In vivo imaging with two-photon microscopy to assess the tumor-selective binding of an anti-CD137 switch antibody

• Published in: Scientific reports Vol. 12; no. 1; p. 4907
• Main Authors: Kaneko, Chisato, Tsutsui, Haruka, Ozeki, Kazuhisa, Honda, Masaki, Haraya, Kenta, Narita, Yoshinori, Kamata-Sakurai, Mika, Kikuta, Junichi, Tabo, Mitsuyasu, Ishii, Masaru
• Format: Journal Article
• Language: English
• Published: London Nature Publishing Group UK 22.03.2022; Nature Publishing Group; Nature Portfolio
• Subjects: 631/154/436/1729; 631/154/51; 631/1647/245/2225; 631/1647/328/2057; 631/67; Animals; Antibodies; Antibodies, Monoclonal; Antitumor activity; CD137 antigen; Flow cytometry; Humanities and Social Sciences; Immunotherapy; Lymphocytes T; Mice; Microscopy; multidisciplinary; Neoplasms - drug therapy; Science; Science (multidisciplinary); Spleen; Tissue Distribution; Tumors
• ISSN: 2045-2322; 2045-2322
• DOI: 10.1038/s41598-022-08951-1

STA551, a novel anti-CD137 switch antibody, binds to CD137 in an extracellular ATP concentration-dependent manner.

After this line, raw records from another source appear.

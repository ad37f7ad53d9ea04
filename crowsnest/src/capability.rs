//! Capability gating.
//!
//! Every modality adapter declares which control knobs the planner may set
//! and the legal range for each. Gating is pure: given a proposed parameter
//! set and a profile, it keeps only the allowed knobs and clamps values into
//! range. Disallowed knobs are dropped silently; a clamp is a warning on the
//! task log, never an error.

use serde::{Deserialize, Serialize};
use shared_types::Tile;
use std::collections::BTreeMap;

/// Inclusive clamp range for one settable knob.
#[derive(Debug, Clone, Copy, PartialEq, Serialize, Deserialize)]
pub struct KnobBounds {
    pub min: f64,
    pub max: f64,
}

/// Declares what one adapter instance allows the planner to set.
///
/// A knob's presence in the map is the "can set" flag; its bounds are the
/// clamp range. Static per adapter instance, read-only to the planner.
#[derive(Debug, Clone, Default, PartialEq, Serialize, Deserialize)]
pub struct CapabilityProfile {
    pub knobs: BTreeMap<String, KnobBounds>,
}

impl CapabilityProfile {
    pub fn from_bounds(knobs: BTreeMap<String, KnobBounds>) -> Self {
        Self { knobs }
    }

    pub fn allows(&self, knob: &str) -> bool {
        self.knobs.contains_key(knob)
    }
}

/// A proposed value that had to be clamped into its declared bounds.
#[derive(Debug, Clone, PartialEq, Serialize)]
pub struct ClampNote {
    pub knob: String,
    pub proposed: f64,
    pub applied: f64,
}

/// Filter a proposed parameter set against a profile.
///
/// Output contains only allowed knobs, each within bounds. Pure aside from
/// reading the profile.
pub fn gate_params(
    proposed: &BTreeMap<String, f64>,
    profile: &CapabilityProfile,
) -> (BTreeMap<String, f64>, Vec<ClampNote>) {
    let mut out = BTreeMap::new();
    let mut notes = Vec::new();
    for (knob, &value) in proposed {
        let Some(bounds) = profile.knobs.get(knob) else {
            continue;
        };
        let applied = value.clamp(bounds.min, bounds.max);
        if applied != value {
            notes.push(ClampNote {
                knob: knob.clone(),
                proposed: value,
                applied,
            });
        }
        out.insert(knob.clone(), applied);
    }
    (out, notes)
}

/// Produce a dispatch-ready tile whose parameter set passed gating.
pub fn gate_tile(
    tile: &Tile,
    proposed: &BTreeMap<String, f64>,
    profile: &CapabilityProfile,
) -> (Tile, Vec<ClampNote>) {
    let (params, notes) = gate_params(proposed, profile);
    let mut gated = tile.clone();
    gated.params = params;
    (gated, notes)
}
//! PlannerActor message protocol
//!
//! Defines the messages the planner handles and the error types used while
//! planning a task. Planning errors never leave the actor; they are mapped
//! onto the task's failure reason.

use ractor::RpcReplyPort;
use shared_types::{Cue, Decision, ModalityKind, Observation, PlannerStatus, SearchResult};

use crate::pattern::PatternError;

/// Messages handled by PlannerActor
#[derive(Debug)]
pub enum PlannerMsg {
    /// A directional cue arrived; starts or preempts a search task
    Cue(Cue),

    /// The dispatch task finished the settle and handed the tile to the
    /// adapter; moves the state machine into the analysis wait
    TileDispatched { task_id: String, tile_seq: u64 },

    /// Terminal outcome of one dispatched tile
    TileOutcome {
        task_id: String,
        tile_seq: u64,
        outcome: DispatchOutcome,
    },

    /// Read-only status snapshot for operator views
    GetStatus { reply: RpcReplyPort<PlannerStatus> },

    /// Result of the most recently terminated task, if any
    GetLastResult {
        reply: RpcReplyPort<Option<SearchResult>>,
    },
}

/// How one dispatched tile came back from the adapter.
#[derive(Debug)]
pub enum DispatchOutcome {
    /// The analyzer produced a definite verdict within the SLA
    Decided {
        observation: Observation,
        decision: Decision,
        elapsed_ms: u64,
    },
    /// The analyzer wait exceeded the per-tile SLA
    TimedOut { elapsed_ms: u64 },
    /// Unrecoverable adapter fault
    Fatal { message: String },
    /// The task was cancelled while the dispatch was in flight
    Cancelled,
}

/// Errors raised while planning a task, before any tile is dispatched.
#[derive(Debug, thiserror::Error)]
pub enum PlannerError {
    #[error("invalid cue: {0}")]
    InvalidCue(String),
    #[error(transparent)]
    Pattern(#[from] PatternError),
    #[error("no adapter registered for modality {0}")]
    NoAdapter(ModalityKind),
    #[error("pattern produced an empty tile plan")]
    EmptyPlan,
}

impl From<PlannerError> for shared_types::FailureReason {
    fn from(err: PlannerError) -> Self {
        match err {
            PlannerError::InvalidCue(msg) => shared_types::FailureReason::InvalidCue(msg),
            other => shared_types::FailureReason::Planning(other.to_string()),
        }
    }
}
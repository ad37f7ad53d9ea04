//! Search planner actor and its supporting modules.

pub mod actor;
pub mod belief;
pub mod dispatch;
pub mod events;
pub mod protocol;
pub mod state;

pub use actor::{PlannerActor, PlannerArguments};
pub use protocol::{DispatchOutcome, PlannerError, PlannerMsg};
impl PlannerActor {
    fn handle_cue(&self, myself: &ActorRef<PlannerMsg>, state: &mut PlannerState, cue: Cue) {
        if let Some(active) = &state.active {
            if !cue_preempts(&cue, &active.task.cue, state.config.preemption.policy) {
                tracing::warn!(
                    object_id = %cue.object_id,
                    priority = cue.priority,
                    active_task = %active.task.task_id,
                    active_priority = active.task.cue.priority,
                    "Cue dropped: active task outranks it"
                );
                return;
            }
            // Preemption: cancel the in-flight dispatch, publish nothing
            // for the old task, and plan the fresh cue immediately.
            let active = state.active.take().expect("checked above");
            active.cancel.cancel();
            events::emit_task_cancelled(&state.event_bus, &active.task.task_id, &cue.object_id);
            tracing::info!(
                task_id = %active.task.task_id,
                preempted_by = %cue.object_id,
                "Task preempted by fresh cue"
            );
        }
        self.start_task(myself, state, cue);
    }

    fn start_task(&self, myself: &ActorRef<PlannerMsg>, state: &mut PlannerState, cue: Cue) {
        let mut task = SearchTask::new(cue, &state.config.budgets);
        tracing::info!(
            task_id = %task.task_id,
            object_id = %task.cue.object_id,
            bearing_deg = task.cue.bearing_deg,
            modality = %task.cue.modality,
            "Search task planning"
        );
        events::emit_task_started(&state.event_bus, &task.task_id, &task.cue);

        match Self::plan_task(state, &mut task) {
            Ok(()) => {
                let advice = state.advisor.recommend(&task.cue, &task.plan);
                events::emit_shadow_advice(&state.event_bus, &task.task_id, advice);
                state.active = Some(ActiveTask {
                    task,
                    cancel: CancellationToken::new(),
                });
                self.dispatch_next(myself, state);
            }
            Err(err) => {
                tracing::warn!(task_id = %task.task_id, error = %err, "Planning failed");
                self.finish_failed(state, task, err.into());
            }
        }
    }

    /// Expand the cue into a tile plan. No adapter calls are made here;
    /// any error fails the task before the first dispatch.
    fn plan_task(state: &PlannerState, task: &mut SearchTask) -> Result<(), PlannerError> {
        task.cue.validate().map_err(PlannerError::InvalidCue)?;
        if !state.adapters.contains_key(&task.cue.modality) {
            return Err(PlannerError::NoAdapter(task.cue.modality));
        }
        let params = state.config.pattern_params();
        let plan = state.registry.expand(
            &state.config.pattern.default_pattern,
            &task.cue,
            &params,
        )?;
        if plan.is_empty() {
            return Err(PlannerError::EmptyPlan);
        }
        task.plan = plan;
        Ok(())
    }

    /// Budget-gate and dispatch the next tile, or terminate the task.
    fn dispatch_next(&self, myself: &ActorRef<PlannerMsg>, state: &mut PlannerState) {
        let Some(active) = state.active.as_mut() else {
            return;
        };

        let check = active.task.budget_check(Instant::now());
        let next_index = active.task.next_tile_index();
        if check != BudgetCheck::Ok || next_index.is_none() {
            let active = state.active.take().expect("borrowed above");
            let reason = active.task.exhaustion_reason();
            tracing::info!(
                task_id = %active.task.task_id,
                executed_tiles = active.task.executed_tiles,
                budget = ?check,
                "Search budget exhausted"
            );
            self.finish_failed(state, active.task, reason);
            return;
        }
        let index = next_index.expect("checked above");

        let adapter = state.adapters[&active.task.cue.modality].clone();
        let profile = adapter.capabilities();
        let presets = state.config.presets_for(active.task.cue.modality);
        let (gated, notes) = gate_tile(&active.task.plan[index], presets, &profile);
        for note in &notes {
            tracing::warn!(
                task_id = %active.task.task_id,
                knob = %note.knob,
                proposed = note.proposed,
                applied = note.applied,
                "Knob value clamped to capability bounds"
            );
        }

        let tile_seq = active.task.begin_dispatch(index, gated.clone(), notes);
        tracing::info!(
            task_id = %active.task.task_id,
            tile_seq,
            az_deg = gated.az_deg,
            el_deg = gated.el_deg,
            "Dispatching tile"
        );
        spawn_dispatch(DispatchContext {
            task_id: active.task.task_id.clone(),
            tile_seq,
            tile: gated,
            settle: state.config.settle(),
            sla: state.config.tile_sla(),
            adapter,
            cancel: active.cancel.clone(),
            planner: myself.clone(),
        });
    }

    fn handle_tile_dispatched(&self, state: &mut PlannerState, task_id: String, tile_seq: u64) {
        let Some(active) = state.active.as_mut() else {
            return;
        };
        if active.task.task_id != task_id || active.task.tile_seq != tile_seq {
            return;
        }
        if active.task.state == SearchState::ExecutingTile {
            active.task.transition(SearchState::AwaitingAnalysis);
            let tile = active.task.last_tile.clone();
            if let Some(tile) = tile {
                events::emit_tile_dispatched(&state.event_bus, &task_id, tile_seq, &tile);
            }
        }
    }

    fn handle_tile_outcome(
        &self,
        myself: &ActorRef<PlannerMsg>,
        state: &mut PlannerState,
        task_id: String,
        tile_seq: u64,
        outcome: DispatchOutcome,
    ) {
        {
            let Some(active) = state.active.as_ref() else {
                tracing::debug!(task_id = %task_id, "Stale tile outcome discarded: no active task");
                return;
            };
            if active.task.task_id != task_id || active.task.tile_seq != tile_seq {
                tracing::debug!(
                    task_id = %task_id,
                    tile_seq,
                    "Stale tile outcome discarded"
                );
                return;
            }
        }

        match outcome {
            DispatchOutcome::Cancelled => {
                // Cancellation with the task still active only happens on
                // shutdown; the post_stop hook already tore everything down.
                tracing::debug!(task_id = %task_id, "Cancelled dispatch outcome ignored");
            }
            DispatchOutcome::Decided {
                observation,
                decision,
                elapsed_ms,
            } => {
                let confirmed = decision.confirmed;
                {
                    let active = state.active.as_mut().expect("validated above");
                    let tile = active.task.last_tile.clone();
                    active.task.record_decision(&observation, decision.clone(), elapsed_ms);
                    if let Some(tile) = tile {
                        events::emit_tile_decision(
                            &state.event_bus,
                            &task_id,
                            &tile,
                            &decision,
                            active.task.belief.snapshot(),
                        );
                    }
                }
                if confirmed {
                    let active = state.active.take().expect("validated above");
                    self.finish_done(state, active.task);
                } else {
                    let active = state.active.as_mut().expect("validated above");
                    active.task.transition(SearchState::Replan);
                    self.dispatch_next(myself, state);
                }
            }
            DispatchOutcome::TimedOut { elapsed_ms } => {
                let escalate = {
                    let active = state.active.as_mut().expect("validated above");
                    active.task.record_timeout(elapsed_ms);
                    let tile = active.task.last_tile.clone();
                    if let Some(tile) = tile {
                        events::emit_tile_timeout(&state.event_bus, &task_id, &tile, elapsed_ms);
                    }
                    tracing::warn!(
                        task_id = %task_id,
                        tile_seq,
                        elapsed_ms,
                        consecutive = active.task.consecutive_timeouts,
                        "Analyzer SLA exceeded"
                    );
                    active.task.consecutive_timeouts
                        >= state.config.budgets.max_consecutive_timeouts
                };
                if escalate {
                    let active = state.active.take().expect("validated above");
                    self.finish_failed(state, active.task, FailureReason::AnalyzerTimeout);
                } else {
                    let active = state.active.as_mut().expect("validated above");
                    active.task.transition(SearchState::Replan);
                    self.dispatch_next(myself, state);
                }
            }
            DispatchOutcome::Fatal { message } => {
                let mut active = state.active.take().expect("validated above");
                active.task.record_fatal(0);
                tracing::error!(task_id = %task_id, error = %message, "Adapter fault");
                self.finish_failed(state, active.task, FailureReason::AdapterFatal(message));
            }
        }
    }

    fn finish_done(&self, state: &mut PlannerState, mut task: SearchTask) {
        task.transition(SearchState::Done);
        let Some(winning) = task.executed.last().cloned() else {
            tracing::warn!(task_id = %task.task_id, "Done with empty executed log");
            return;
        };
        let result = task.success_result(winning.clone());
        if task.claim_sighting_publish() {
            let report = events::build_sighting_report(
                &task.cue,
                &winning.tile,
                result.artifact.as_ref().map(|a| a.path.clone()),
            );
            events::publish_sighting(&state.event_bus, &task.task_id, &report);
        }
        events::emit_task_completed(&state.event_bus, &result);
        tracing::info!(
            task_id = %task.task_id,
            time_to_first_true_ms = ?result.time_to_first_true_ms,
            executed_tiles = result.executed.len(),
            "Search confirmed"
        );
        task.transition(SearchState::Idle);
        state.last_result = Some(result);
    }

    fn finish_failed(&self, state: &mut PlannerState, mut task: SearchTask, reason: FailureReason) {
        task.transition(SearchState::Failed);
        let result = task.failure_result(reason.clone());
        events::emit_task_failed(&state.event_bus, &result);
        tracing::warn!(task_id = %task.task_id, reason = %reason, "Search task failed");
        task.transition(SearchState::Idle);
        state.last_result = Some(result);
    }

    fn status(state: &PlannerState) -> PlannerStatus {
        match &state.active {
            Some(active) => {
                let mut status = active.task.status(Instant::now());
                status.last_result_found = state.last_result.as_ref().map(|r| r.found);
                status
            }
            None => {
                let mut status = PlannerStatus::default();
                if let Some(result) = &state.last_result {
                    status.last_result_found = Some(result.found);
                    status.executed_tiles = result
                        .executed
                        .iter()
                        .filter(|r| r.decision.is_some())
                        .count() as u32;
                    status.timeouts = result.timeouts;
                    status.last_tile = result.executed.last().map(|r| r.tile.clone());
                    status.artifact = result.artifact.clone();
                }
                status
            }
        }
    }
}
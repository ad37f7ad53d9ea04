//! Planner configuration.
//!
//! Defaults mirror the field-demo deployment. All durations are in
//! milliseconds; angles are relative to bow = 0° (positive to starboard,
//! negative to port).
//!
//! Configuration is read from a TOML file named by `CROWSNEST_CONFIG`
//! (falling back to built-in defaults), then individual operational knobs
//! can be overridden from the environment.

use serde::Deserialize;
use shared_types::ModalityKind;
use std::collections::BTreeMap;
use std::path::PathBuf;
use std::time::Duration;

use crate::capability::{CapabilityProfile, KnobBounds};
use crate::pattern::PatternParams;

#[derive(Debug, thiserror::Error)]
pub enum ConfigError {
    #[error("failed to read config file {path}: {source}")]
    Io {
        path: String,
        source: std::io::Error,
    },
    #[error("failed to parse config file {path}: {source}")]
    Parse {
        path: String,
        source: toml::de::Error,
    },
}

#[derive(Debug, Clone, PartialEq, Deserialize)]
#[serde(default)]
pub struct TimingConfig {
    /// Time to let optics/antenna settle after a slew
    pub settle_ms: u64,
    /// Dwell/capture time handed to the analyzer
    pub dwell_ms: u64,
    /// Hard timeout waiting for the analyzer verdict, on top of the dwell
    pub analyzer_sla_ms: u64,
}

impl Default for TimingConfig {
    fn default() -> Self {
        Self {
            settle_ms: 50,
            dwell_ms: 150,
            analyzer_sla_ms: 300,
        }
    }
}

#[derive(Debug, Clone, PartialEq, Deserialize)]
#[serde(default)]
pub struct BudgetConfig {
    /// Total wall-clock budget for a task
    pub time_budget_ms: u64,
    /// Safety cap on number of tiles executed
    pub max_tiles: u32,
    /// Consecutive analyzer timeouts before the task fails
    pub max_consecutive_timeouts: u32,
}

impl Default for BudgetConfig {
    fn default() -> Self {
        Self {
            time_budget_ms: 4000,
            max_tiles: 12,
            max_consecutive_timeouts: 1,
        }
    }
}

#[derive(Debug, Clone, PartialEq, Deserialize)]
#[serde(default)]
pub struct PatternConfig {
    pub default_pattern: String,
    pub step_az_deg: f64,
    /// Span on each side of the cue bearing
    pub span_az_deg: f64,
    pub ladder_elevations_deg: Vec<f64>,
}

impl Default for PatternConfig {
    fn default() -> Self {
        Self {
            default_pattern: "horizon_ladder".to_string(),
            step_az_deg: 2.0,
            span_az_deg: 10.0,
            ladder_elevations_deg: vec![0.0, 1.0, 2.5],
        }
    }
}

/// How a fresh cue competes with an active task.
#[derive(Debug, Clone, Copy, PartialEq, Eq, Deserialize)]
#[serde(rename_all = "snake_case")]
pub enum PreemptionPolicy {
    /// Every fresh cue preempts the active task
    NewerWins,
    /// Only a strictly higher priority rank preempts; ties never do
    Priority,
}

#[derive(Debug, Clone, PartialEq, Deserialize)]
#[serde(default)]
pub struct PreemptionConfig {
    pub policy: PreemptionPolicy,
}

impl Default for PreemptionConfig {
    fn default() -> Self {
        Self {
            policy: PreemptionPolicy::NewerWins,
        }
    }
}

#[derive(Debug, Clone, PartialEq, Deserialize)]
#[serde(default)]
pub struct ArtifactConfig {
    /// Where simulators write frames/scope renders for human review
    pub artifact_dir: PathBuf,
}

impl Default for ArtifactConfig {
    fn default() -> Self {
        Self {
            artifact_dir: PathBuf::from("data"),
        }
    }
}

/// Knob values the planner proposes per modality; capability gating still
/// filters and clamps them before dispatch.
#[derive(Debug, Clone, PartialEq, Deserialize)]
#[serde(default)]
pub struct KnobPresets {
    pub vision: BTreeMap<String, f64>,
    pub radar: BTreeMap<String, f64>,
}

impl Default for KnobPresets {
    fn default() -> Self {
        Self {
            vision: BTreeMap::from([("zoom".to_string(), 5.0)]),
            radar: BTreeMap::from([
                ("power".to_string(), 0.9),
                ("gain".to_string(), 0.8),
                ("clutter".to_string(), 0.2),
            ]),
        }
    }
}

/// Allowed knobs and clamp bounds per modality. Adapters are constructed
/// from this; the planner only ever sees the resulting profile.
#[derive(Debug, Clone, PartialEq, Deserialize)]
#[serde(default)]
pub struct CapabilityConfig {
    pub vision: BTreeMap<String, KnobBounds>,
    pub radar: BTreeMap<String, KnobBounds>,
}

impl Default for CapabilityConfig {
    fn default() -> Self {
        Self {
            vision: BTreeMap::from([("zoom".to_string(), KnobBounds { min: 1.0, max: 30.0 })]),
            radar: BTreeMap::from([
                ("power".to_string(), KnobBounds { min: 0.1, max: 1.0 }),
                ("gain".to_string(), KnobBounds { min: 0.1, max: 1.0 }),
                ("clutter".to_string(), KnobBounds { min: 0.0, max: 1.0 }),
            ]),
        }
    }
}

#[derive(Debug, Clone, Default, PartialEq, Deserialize)]
#[serde(default)]
pub struct PlannerConfig {
    pub timing: TimingConfig,
    pub budgets: BudgetConfig,
    pub pattern: PatternConfig,
    pub preemption: PreemptionConfig,
    pub artifacts: ArtifactConfig,
    pub knobs: KnobPresets,
    pub capabilities: CapabilityConfig,
}

impl PlannerConfig {
    /// Load from `CROWSNEST_CONFIG` if set, else defaults, then apply
    /// environment overrides for the operational knobs.
    pub fn load() -> Result<Self, ConfigError> {
        let mut config = match std::env::var("CROWSNEST_CONFIG") {
            Ok(path) => Self::from_file(&path)?,
            Err(_) => Self::default(),
        };
        config.apply_env_overrides();
        Ok(config)
    }

    pub fn from_file(path: &str) -> Result<Self, ConfigError> {
        let raw = std::fs::read_to_string(path).map_err(|source| ConfigError::Io {
            path: path.to_string(),
            source,
        })?;
        toml::from_str(&raw).map_err(|source| ConfigError::Parse {
            path: path.to_string(),
            source,
        })
    }

    fn apply_env_overrides(&mut self) {
        if let Some(v) = env_parse::<u64>("CROWSNEST_TIME_BUDGET_MS") {
            self.budgets.time_budget_ms = v;
        }
        if let Some(v) = env_parse::<u32>("CROWSNEST_MAX_TILES") {
            self.budgets.max_tiles = v;
        }
        if let Some(v) = env_parse::<u64>("CROWSNEST_ANALYZER_SLA_MS") {
            self.timing.analyzer_sla_ms = v;
        }
        if let Ok(v) = std::env::var("CROWSNEST_PREEMPTION_POLICY") {
            match v.as_str() {
                "newer_wins" => self.preemption.policy = PreemptionPolicy::NewerWins,
                "priority" => self.preemption.policy = PreemptionPolicy::Priority,
                other => {
                    tracing::warn!(value = %other, "Unknown preemption policy override ignored")
                }
            }
        }
    }

    /// Hard deadline for one tile's analyzer wait, counted after the settle.
    pub fn tile_sla(&self) -> Duration {
        Duration::from_millis(self.timing.dwell_ms + self.timing.analyzer_sla_ms)
    }

    pub fn settle(&self) -> Duration {
        Duration::from_millis(self.timing.settle_ms)
    }

    pub fn pattern_params(&self) -> PatternParams {
        PatternParams {
            step_az_deg: self.pattern.step_az_deg,
            span_az_deg: self.pattern.span_az_deg,
            ladder_elevations_deg: self.pattern.ladder_elevations_deg.clone(),
            dwell_ms: self.timing.dwell_ms,
        }
    }

    pub fn presets_for(&self, kind: ModalityKind) -> &BTreeMap<String, f64> {
        match kind {
            ModalityKind::Vision => &self.knobs.vision,
            ModalityKind::Radar => &self.knobs.radar,
        }
    }

    pub fn capability_profile(&self, kind: ModalityKind) -> CapabilityProfile {
        let bounds = match kind {
            ModalityKind::Vision => self.capabilities.vision.clone(),
            ModalityKind::Radar => self.capabilities.radar.clone(),
        };
        CapabilityProfile::from_bounds(bounds)
    }
}

fn env_parse<T: std::str::FromStr>(key: &str) -> Option<T> {
    std::env::var(key).ok().and_then(|v| v.parse::<T>().ok())
}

Although STA551 is assumed to show higher target binding in tumor tissues than in normal tissues, quantitative detection of the target binding of the switch antibody in vivo is technically challenging. In this study, we investigated the target binding of STA551 in vivo using intravital imaging with two-photon microscopy. Tumor-bearing human CD137 knock-in mice were intravenously administered fluorescently labeled antibodies. Flow cytometry analysis of antibody-binding cells and intravital imaging using two-photon microscopy were conducted. Higher CD137 expression in tumor than in spleen tissues was detected by flow cytometry analysis, and T cells and NK cells were the major CD137-expressing cells. In the intravital imaging experiment, conventional and switch anti-CD137 antibodies showed binding in tumors. However, in the spleen, the fluorescence of the switch antibody was much weaker than that of the conventional anti-CD137 antibody and comparable with that of the isotype control. In conclusion, we were able to assess switch antibody biodistribution in vivo through intravital imaging with two-photon microscopy. These results suggest that the tumor-selective binding of STA551 leads to a wide therapeutic window and potent antitumor efficacy without systemic immune activation.